"Law too was naturally never able completely to eradicate the above-named basis" (namely, "the basis of the precious metals"), "but he pushed the issue of notes to its extreme limit, that is to say, to the collapse of the system" (p. 94).
In reality, however, these paper butterflies, mere money tokens, were intended to flutter about among the public, not in order to "eradicate" the basis of the precious metals, but to entice them from the pockets of the public into the depleted treasuries of the state. [96]
To return to Petty and the inconspicuous role in the history of economics assigned to him by Herr Dühring, let us first listen to what we are told about Petty's immediate successors, Locke and North. Locke's Considerations on Lowering of Interest and Raising of Money , and North's Discourses upon Trade , appeared in the same year, 1691.
"What he" (Locke) "wrote on interest and coin does not go beyond the range of the reflections, current under the dominion of mercantilism, in connection with the events of political life" (p. 64).
To the reader of this "report" it should now be clear as crystal why Locke's Lowering of Interest had such an important influence, in more than one direction, on political economy in France and Italy during the latter half of the eighteenth century.
"Many businessmen thought the same" (as Locke) "on free play for the rate of interest, and the developing situation also produced the tendency to regard restrictions on interest as ineffective. At a period when a Dudley North could write his Discourses upon Trade in the direction of free trade, a great deal must already have been in the air, as they say, which made the theoretical opposition to restrictions on interest rates seem something not at all extraordinary" (p. 64).
So Locke had only to cogitate the ideas of this or that contemporary "businessman", or to breathe in a great deal of what was "in the air, as they say" to be able to theorise on free play for the rate of interest without saying anything "extraordinary"! In fact, however, as early as 1662, in his Treatise on Taxes and Contributions , Petty had counterposed interest, as rent of money which we call usury to rent of land and houses, and lectured the landlords, who wished to keep down by legislation not of course land rent, but the rent of money, on the vanity and fruitlessness of ****** civil positive law against the law of nature. in his Quantulum cunque (1682) he therefore declared that legislative regulation of the rate of interest was as stupid as regulation of exports of precious metals or regulation of exchange rates.
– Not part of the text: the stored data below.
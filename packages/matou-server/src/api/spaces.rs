//! Space lifecycle endpoints.

use axum::extract::{Query, State};
use axum::Json;
use base64::Engine;
use matou_core::spaces::AclPolicy;
use matou_core::sync::Permissions;
use matou_core::{Error, SpaceStore};
use serde::{Deserialize, Serialize};
use serde_json::json;

use crate::error::ApiResult;
use crate::state::AppState;

/// POST /spaces/community
#[derive(Debug, Deserialize)]
#[serde(rename_all = "camelCase")]
pub struct CreateCommunityRequest {
    pub org_aid: String,
    pub org_name: String,
}

/// POST /spaces/private
#[derive(Debug, Deserialize)]
#[serde(rename_all = "camelCase")]
pub struct CreatePrivateRequest {
    pub aid: String,
}

/// POST /spaces/community/invite
#[derive(Debug, Deserialize)]
#[serde(rename_all = "camelCase")]
pub struct InviteRequest {
    pub aid: String,
    pub credential_said: String,
}

/// POST /spaces/community/join
#[derive(Debug, Deserialize)]
#[serde(rename_all = "camelCase")]
pub struct JoinRequest {
    pub space_id: String,
    pub invite_key: String,
    /// Optional opaque member metadata, base64
    #[serde(default)]
    pub metadata: Option<String>,
}

/// GET query naming a user
#[derive(Debug, Deserialize)]
pub struct AidQuery {
    pub aid: String,
}

#[derive(Serialize)]
#[serde(rename_all = "camelCase")]
struct SpaceView {
    space_id: String,
    owner_id: String,
    space_type: String,
    created_at: i64,
}

/// POST /spaces/community — create (or recover) the org community space.
pub async fn create_community(
    State(state): State<AppState>,
    Json(req): Json<CreateCommunityRequest>,
) -> ApiResult<Json<serde_json::Value>> {
    let manager = state.manager().await?;
    let space_id = manager
        .create_community_space(&req.org_aid, &req.org_name)
        .await?;

    state.identity().update(|rec| {
        rec.org_aid = Some(req.org_aid.clone());
        rec.community_space_id = Some(space_id.clone());
    })?;

    Ok(Json(json!({ "success": true, "spaceId": space_id })))
}

/// POST /spaces/private — create (or recover) the user's private space.
pub async fn create_private(
    State(state): State<AppState>,
    Json(req): Json<CreatePrivateRequest>,
) -> ApiResult<Json<serde_json::Value>> {
    let manager = state.manager().await?;
    let space_id = manager.get_or_create_private_space(&req.aid).await?;

    state
        .identity()
        .update(|rec| rec.private_space_id = Some(space_id.clone()))?;

    Ok(Json(json!({ "success": true, "spaceId": space_id })))
}

/// POST /spaces/community/invite — mint an open invite for a member.
pub async fn invite(
    State(state): State<AppState>,
    Json(req): Json<InviteRequest>,
) -> ApiResult<Json<serde_json::Value>> {
    let manager = state.manager().await?;
    let invite_key = manager
        .invite_to_community(&req.aid, &req.credential_said)
        .await?;

    // The caller transports the key via a KERI exchange message
    Ok(Json(json!({ "success": true, "inviteKey": invite_key })))
}

/// POST /spaces/community/join — join a space with an invite key.
pub async fn join(
    State(state): State<AppState>,
    Json(req): Json<JoinRequest>,
) -> ApiResult<Json<serde_json::Value>> {
    let metadata = match &req.metadata {
        Some(b64) => base64::engine::general_purpose::STANDARD
            .decode(b64)
            .map_err(|e| Error::InvalidInvite(format!("Bad metadata encoding: {}", e)))?,
        None => Vec::new(),
    };

    let manager = state.manager().await?;
    manager
        .join_community(&req.space_id, &req.invite_key, &metadata)
        .await?;

    Ok(Json(json!({ "success": true, "spaceId": req.space_id })))
}

/// GET /spaces/community/verify-access — advisory membership check.
pub async fn verify_access(
    State(state): State<AppState>,
    Query(query): Query<AidQuery>,
) -> ApiResult<Json<serde_json::Value>> {
    let manager = state.manager().await?;
    let has_credential = manager.verify_community_access(&query.aid)?;

    let permissions: Permissions =
        matou_core::spaces::AclManager::validate_access(AclPolicy::Community, false, has_credential);

    Ok(Json(json!({
        "aid": query.aid,
        "hasAccess": has_credential,
        "permissions": permissions,
    })))
}

/// GET /spaces/user?aid=… — spaces recorded for an owner.
pub async fn user_spaces(
    State(state): State<AppState>,
    Query(query): Query<AidQuery>,
) -> ApiResult<Json<serde_json::Value>> {
    let store = SpaceStore::new(state.db().clone());
    let spaces: Vec<SpaceView> = store
        .all()?
        .into_iter()
        .filter(|rec| rec.owner_id == query.aid)
        .map(|rec| SpaceView {
            space_id: rec.space_id,
            owner_id: rec.owner_id,
            space_type: rec.space_type.as_str().to_string(),
            created_at: rec.created_at,
        })
        .collect();

    Ok(Json(json!({ "aid": query.aid, "spaces": spaces })))
}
In the same work he made statements of unquestionable authority on the raising of money (for example, the attempt to give sixpence the name of one shilling by doubling the number of shillings coined from one ounce of silver).
As regards this last point, Locke and North did little more than copy him. In regard to interest, however, Locke followed Petty's parallel between rent of money and rent of land, while North goes further and opposes interest as rent of stock to land rent, and the stocklords to the landlords.
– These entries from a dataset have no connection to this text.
//! # Error Handling
//!
//! Error types for the MATOU coordination core.
//!
//! Every error maps to exactly one [`ErrorKind`]; the HTTP boundary
//! translates kinds to status codes in a single place. Inside the core,
//! errors propagate as `Result<T>` with `?` — no handler translates more
//! than one layer.
//!
//! ## Error Taxonomy
//!
//! ```text
//! ┌─────────────────────────────────────────────────────────────────────┐
//! │ Kind                │ Recovery        │ Examples                    │
//! ├─────────────────────┼─────────────────┼─────────────────────────────┤
//! │ InvalidInput        │ none            │ bad mnemonic, bad schema    │
//! │ NotConfigured       │ none            │ identity not set, no org    │
//! │ NotFound            │ none            │ space, credential missing   │
//! │ Conflict            │ none            │ space exists, other owner   │
//! │ RuntimeUnavailable  │ retry later     │ runtime closed, coordinator │
//! │ UpstreamFailure     │ partial         │ tree append failed          │
//! │ Busy                │ retry later     │ identity swap in flight     │
//! │ Internal            │ none            │ unexpected condition        │
//! └─────────────────────────────────────────────────────────────────────┘
//! ```

use thiserror::Error;

/// Result type alias for core operations
pub type Result<T> = std::result::Result<T, Error>;

/// Coarse error classification used by the HTTP boundary.
#[derive(Debug, Clone, Copy, PartialEq, Eq)]
pub enum ErrorKind {
    /// Request is malformed; retrying the same input cannot succeed.
    InvalidInput,
    /// A prerequisite (identity, org config) has not been set up.
    NotConfigured,
    /// The referenced entity does not exist.
    NotFound,
    /// The operation conflicts with existing state.
    Conflict,
    /// The sync runtime is absent or the coordinator is down; retry later.
    RuntimeUnavailable,
    /// An upstream call failed after local state was (partially) written.
    UpstreamFailure,
    /// An exclusive operation is already in flight; retry later.
    Busy,
    /// Unexpected internal condition.
    Internal,
}

/// Main error type for the coordination core
#[derive(Error, Debug)]
pub enum Error {
    // ========================================================================
    // Identity
    // ========================================================================

    /// No identity has been configured yet
    #[error("No identity configured. Set an identity first.")]
    IdentityNotConfigured,

    /// Invalid recovery mnemonic
    #[error("Invalid mnemonic: {0}")]
    InvalidMnemonic(String),

    /// Key derivation failed
    #[error("Failed to derive keys: {0}")]
    KeyDerivationFailed(String),

    /// Malformed identifier (AID/SAID)
    #[error("Invalid identifier: {0}")]
    InvalidIdentifier(String),

    /// An identity swap is already running
    #[error("Identity swap already in progress.")]
    SwapInProgress,

    // ========================================================================
    // Org
    // ========================================================================

    /// Organisation configuration missing
    #[error("Organisation is not configured.")]
    OrgNotConfigured,

    // ========================================================================
    // Spaces & Sync Runtime
    // ========================================================================

    /// Space is not known to this node or the coordinator
    #[error("Space not found: {0}")]
    SpaceNotFound(String),

    /// Space already registered with the coordinator
    #[error("Space already exists: {0}")]
    SpaceExists(String),

    /// Space exists but is owned by a different identifier
    #[error("Space {space_id} is owned by {owner}")]
    SpaceConflict {
        /// The contested space
        space_id: String,
        /// Its registered owner
        owner: String,
    },

    /// Coordinator could not be reached
    #[error("Coordinator unreachable: {0}")]
    CoordinatorUnreachable(String),

    /// No sync runtime is bound (e.g. after a failed identity swap)
    #[error("Sync runtime unavailable.")]
    RuntimeUnavailable,

    /// Space has not been marked shareable
    #[error("Space {0} is not shareable")]
    NotShareable(String),

    /// Caller does not own the space
    #[error("Not the owner of space {0}")]
    NotOwner(String),

    /// Invite key failed to validate against the space's invite records
    #[error("Invalid invite: {0}")]
    InvalidInvite(String),

    /// Peer already appears on the space ACL
    #[error("Already a member of space {0}")]
    AlreadyMember(String),

    /// Space handle is closed; tree operations are rejected
    #[error("Space {0} is closed")]
    SpaceClosed(String),

    /// Tree append failed on the runtime
    #[error("Tree append failed: {0}")]
    TreeAppendFailed(String),

    /// Access policy denied the operation
    #[error("Access denied: {0}")]
    AccessDenied(String),

    // ========================================================================
    // Credentials
    // ========================================================================

    /// Credential not present in the cache
    #[error("Credential not found: {0}")]
    CredentialNotFound(String),

    /// Structurally invalid credential
    #[error("Invalid credential: {0}")]
    InvalidCredential(String),

    /// Endorsement not present in the cache
    #[error("Endorsement not found: {0}")]
    EndorsementNotFound(String),

    // ========================================================================
    // Crypto
    // ========================================================================

    /// Encryption failed
    #[error("Encryption failed: {0}")]
    EncryptionFailed(String),

    /// Decryption failed
    #[error("Decryption failed: {0}")]
    DecryptionFailed(String),

    /// Invalid key material
    #[error("Invalid key: {0}")]
    InvalidKey(String),

    // ========================================================================
    // Storage
    // ========================================================================

    /// Failed to read from disk
    #[error("Failed to read from storage: {0}")]
    StorageRead(String),

    /// Failed to write to disk
    #[error("Failed to write to storage: {0}")]
    StorageWrite(String),

    /// Embedded database error
    #[error("Database error: {0}")]
    Database(String),

    /// On-disk data failed to parse
    #[error("Data corruption detected: {0}")]
    Corrupted(String),

    // ========================================================================
    // Internal
    // ========================================================================

    /// Operation exceeded its deadline
    #[error("Operation timed out: {0}")]
    Timeout(String),

    /// Serialization error
    #[error("Serialization error: {0}")]
    Serialization(String),

    /// Internal error (should not happen in normal operation)
    #[error("Internal error: {0}")]
    Internal(String),
}

impl Error {
    /// Classify this error for the HTTP boundary.
    pub fn kind(&self) -> ErrorKind {
        match self {
            Error::InvalidMnemonic(_)
            | Error::InvalidIdentifier(_)
            | Error::InvalidCredential(_)
            | Error::InvalidInvite(_)
            | Error::InvalidKey(_) => ErrorKind::InvalidInput,

            Error::IdentityNotConfigured | Error::OrgNotConfigured => ErrorKind::NotConfigured,

            Error::SpaceNotFound(_)
            | Error::CredentialNotFound(_)
            | Error::EndorsementNotFound(_) => ErrorKind::NotFound,

            Error::SpaceExists(_)
            | Error::SpaceConflict { .. }
            | Error::AlreadyMember(_)
            | Error::NotShareable(_)
            | Error::NotOwner(_)
            | Error::AccessDenied(_) => ErrorKind::Conflict,

            Error::RuntimeUnavailable | Error::CoordinatorUnreachable(_) => {
                ErrorKind::RuntimeUnavailable
            }

            Error::TreeAppendFailed(_) | Error::SpaceClosed(_) => ErrorKind::UpstreamFailure,

            Error::SwapInProgress => ErrorKind::Busy,

            Error::KeyDerivationFailed(_)
            | Error::EncryptionFailed(_)
            | Error::DecryptionFailed(_)
            | Error::StorageRead(_)
            | Error::StorageWrite(_)
            | Error::Database(_)
            | Error::Corrupted(_)
            | Error::Timeout(_)
            | Error::Serialization(_)
            | Error::Internal(_) => ErrorKind::Internal,
        }
    }

    /// Check whether retrying later may succeed without input changes.
    pub fn is_retryable(&self) -> bool {
        matches!(
            self.kind(),
            ErrorKind::RuntimeUnavailable | ErrorKind::Busy
        )
    }
}

// ============================================================================
// ERROR CONVERSIONS
// ============================================================================

impl From<rusqlite::Error> for Error {
    fn from(err: rusqlite::Error) -> Self {
        Error::Database(err.to_string())
    }
}

impl From<serde_json::Error> for Error {
    fn from(err: serde_json::Error) -> Self {
        Error::Serialization(err.to_string())
    }
}

impl From<std::io::Error> for Error {
    fn from(err: std::io::Error) -> Self {
        Error::StorageRead(err.to_string())
    }
}

// ============================================================================
// TESTS
// ============================================================================

#[cfg(test)]
mod tests {
    use super::*;

    #[test]
    fn test_kinds() {
        assert_eq!(
            Error::InvalidMnemonic("bad".into()).kind(),
            ErrorKind::InvalidInput
        );
        assert_eq!(Error::IdentityNotConfigured.kind(), ErrorKind::NotConfigured);
        assert_eq!(
            Error::SpaceNotFound("EABC".into()).kind(),
            ErrorKind::NotFound
        );
        assert_eq!(Error::RuntimeUnavailable.kind(), ErrorKind::RuntimeUnavailable);
        assert_eq!(Error::SwapInProgress.kind(), ErrorKind::Busy);
        assert_eq!(
            Error::TreeAppendFailed("closed".into()).kind(),
            ErrorKind::UpstreamFailure
        );
    }

    #[test]
    fn test_retryable() {
        assert!(Error::RuntimeUnavailable.is_retryable());
        assert!(Error::SwapInProgress.is_retryable());
        assert!(Error::CoordinatorUnreachable("down".into()).is_retryable());
        assert!(!Error::InvalidMnemonic("x".into()).is_retryable());
        assert!(!Error::Internal("x".into()).is_retryable());
    }

    #[test]
    fn test_conflict_message() {
        let err = Error::SpaceConflict {
            space_id: "ESPACE".into(),
            owner: "EOWNER".into(),
        };
        assert!(err.to_string().contains("ESPACE"));
        assert!(err.to_string().contains("EOWNER"));
        assert_eq!(err.kind(), ErrorKind::Conflict);
    }
}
And while Locke accepts free play for the rate of interest, as demanded by Petty, only with reservations, North accepts it unconditionally.
Herr Dühring -- himself still a bitter mercantilist in the "more subtle" {55} sense -- surpasses himself when he dismisses Dudley North's Discourses upon Trade with the comment that they were written "in the direction of free trade" {64}. It is rather like saying of Harvey that he wrote "in the direction" of the circulation of the blood. North's work -- apart from its other merits -- is a classical exposition, driven home with relentless logic, of the doctrine of free trade, both foreign and internal -- certainly "something extraordinary" {64} in the year 1691!
Herr Dühring, by the way, informs us that North was a "merchant" and a bad type at that, also that his work "met with no approval" {64}.
Indeed! How could anyone expect a book of this sort to have met with "approval"among the mob setting the tone at the time of the final triumph of protectionism in England? But this did not prevent it from having an immediate effect on theory, as can be seen from a whole series of economic works published in England shortly after it, some of them even before the end of the seventeenth century.
Locke and North gave us proof of how the first bold strokes which Petty dealt in almost every sphere of political economy were taken up one by one by his English successors and further developed. The traces of this process during the period 1691 to 1752 are obvious even to the most superficial observer from the very fact that all the more important economic writings of that time start from Petty, either positively or negatively. That period, which abounded in original thinkers, is therefore the most important for the investigation of the gradual genesis of political economy. The "historical depiction in the grand style" {556}, which chalks up against Marx the unpardonable sin of ****** so much commotion in Capital about Petty and the writers of that period, simply strikes them right out of history. From Locke, North, Boisguillebert and Law it jumps straight to the physiocrats, and then, at the entrance to the real temple of political economy, appears -- David Hume. With Herr Dühring's permission, however, we restore the chronological order, putting Hume before the physiocrats.
Hume's economic Essays appeared in 1752. In the related essays: of Money , of the Balance of Trade , of Commerce , Hume follows step by step, and often even in his personal idiosyncrasies, Jacob Vanderlint's Money Answers All Things , published in London in 1734. However unknown this Vanderlint may have been to Herr Dühring, references to him can be found in English economic works even at the end of the eighteenth century, that is to say, in the period after Adam Smith.